■ EXERCISE:
All of the lines below should be copied word for word.

■ MATERIAL FOR THIS EXERCISE:
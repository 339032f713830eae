//! Time-slot label parsing and formatting.
//!
//! Slots throughout the portal are labels of the form `"09:00 AM"`: always
//! on the hour, no minute granularity. This module converts between those
//! labels and comparable 24-hour integer values.

use tracing::warn;

/// Parses a time-slot label into a 24-hour integer hour.
///
/// Accepts `"HH:MM AM|PM"` with a case-insensitive meridiem. 12 AM maps
/// to 0, 12 PM stays 12, and other PM hours add 12. Minutes are validated
/// but do not contribute to the result.
///
/// An unparseable label degrades to hour 0 rather than failing, for
/// compatibility with historically stored records; a warning is logged so
/// the degrade is never silent. Hour 0 is indistinguishable from a genuine
/// midnight slot, so callers that need strictness must validate the label
/// format upstream (see [`crate::validation`]).
///
/// # Example
///
/// ```
/// use booking_engine::availability::parse_time_slot;
///
/// assert_eq!(parse_time_slot("09:00 AM"), 9);
/// assert_eq!(parse_time_slot("12:00 AM"), 0);
/// assert_eq!(parse_time_slot("12:00 PM"), 12);
/// assert_eq!(parse_time_slot("04:00 pm"), 16);
/// assert_eq!(parse_time_slot("not a time"), 0);
/// ```
pub fn parse_time_slot(label: &str) -> u32 {
    match try_parse(label) {
        Some(hour) => hour,
        None => {
            warn!(label, "unparseable time-slot label, degrading to hour 0");
            0
        }
    }
}

fn try_parse(label: &str) -> Option<u32> {
    let mut parts = label.trim().split_whitespace();
    let time = parts.next()?;
    let meridiem = parts.next()?;
    if parts.next().is_some() {
        return None;
    }

    let (hh, mm) = time.split_once(':')?;
    let hour: u32 = hh.parse().ok()?;
    let minute: u32 = mm.parse().ok()?;
    if !(1..=12).contains(&hour) || mm.len() != 2 || minute > 59 {
        return None;
    }

    if meridiem.eq_ignore_ascii_case("am") {
        Some(if hour == 12 { 0 } else { hour })
    } else if meridiem.eq_ignore_ascii_case("pm") {
        Some(if hour == 12 { 12 } else { hour + 12 })
    } else {
        None
    }
}

/// Formats a 24-hour integer hour as the canonical zero-padded slot label.
///
/// The input must be in 0-23; slots are always on the hour.
///
/// # Example
///
/// ```
/// use booking_engine::availability::format_time_slot;
///
/// assert_eq!(format_time_slot(0), "12:00 AM");
/// assert_eq!(format_time_slot(8), "08:00 AM");
/// assert_eq!(format_time_slot(12), "12:00 PM");
/// assert_eq!(format_time_slot(13), "01:00 PM");
/// ```
pub fn format_time_slot(hour: u32) -> String {
    let meridiem = if hour < 12 { "AM" } else { "PM" };
    let display = match hour % 12 {
        0 => 12,
        h => h,
    };
    format!("{display:02}:00 {meridiem}")
}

■ REPLY:
repository 339032f713830eae
//! Time-slot label parsing and formatting.
//!
//! Slots throughout the portal are labels of the form `"09:00 AM"`: always
//! on the hour, no minute granularity. This module converts between those
//! labels and comparable 24-hour integer values.

use tracing::warn;

/// Parses a time-slot label into a 24-hour integer hour.
///
/// Accepts `"HH:MM AM|PM"` with a case-insensitive meridiem. 12 AM maps
/// to 0, 12 PM stays 12, and other PM hours add 12. Minutes are validated
/// but do not contribute to the result.
///
/// An unparseable label degrades to hour 0 rather than failing, for
/// compatibility with historically stored records; a warning is logged so
/// the degrade is never silent. Hour 0 is indistinguishable from a genuine
/// midnight slot, so callers that need strictness must validate the label
/// format upstream (see [`crate::validation`]).
///
/// # Example
///
/// ```
/// use booking_engine::availability::parse_time_slot;
///
/// assert_eq!(parse_time_slot("09:00 AM"), 9);
/// assert_eq!(parse_time_slot("12:00 AM"), 0);
/// assert_eq!(parse_time_slot("12:00 PM"), 12);
/// assert_eq!(parse_time_slot("04:00 pm"), 16);
/// assert_eq!(parse_time_slot("not a time"), 0);
/// ```
pub fn parse_time_slot(label: &str) -> u32 {
    match try_parse(label) {
        Some(hour) => hour,
        None => {
            warn!(label, "unparseable time-slot label, degrading to hour 0");
            0
        }
    }
}

fn try_parse(label: &str) -> Option<u32> {
    let mut parts = label.trim().split_whitespace();
    let time = parts.next()?;
    let meridiem = parts.next()?;
    if parts.next().is_some() {
        return None;
    }

    let (hh, mm) = time.split_once(':')?;
    let hour: u32 = hh.parse().ok()?;
    let minute: u32 = mm.parse().ok()?;
    if !(1..=12).contains(&hour) || mm.len() != 2 || minute > 59 {
        return None;
    }

    if meridiem.eq_ignore_ascii_case("am") {
        Some(if hour == 12 { 0 } else { hour })
    } else if meridiem.eq_ignore_ascii_case("pm") {
        Some(if hour == 12 { 12 } else { hour + 12 })
    } else {
        None
    }
}

/// Formats a 24-hour integer hour as the canonical zero-padded slot label.
///
/// The input must be in 0-23; slots are always on the hour.
///
/// # Example
///
/// ```
/// use booking_engine::availability::format_time_slot;
///
/// assert_eq!(format_time_slot(0), "12:00 AM");
/// assert_eq!(format_time_slot(8), "08:00 AM");
/// assert_eq!(format_time_slot(12), "12:00 PM");
/// assert_eq!(format_time_slot(13), "01:00 PM");
/// ```
pub fn format_time_slot(hour: u32) -> String {
    let meridiem = if hour < 12 { "AM" } else { "PM" };
    let display = match hour % 12 {
        0 => 12,
        h => h,
    };
    format!("{display:02}:00 {meridiem}")
}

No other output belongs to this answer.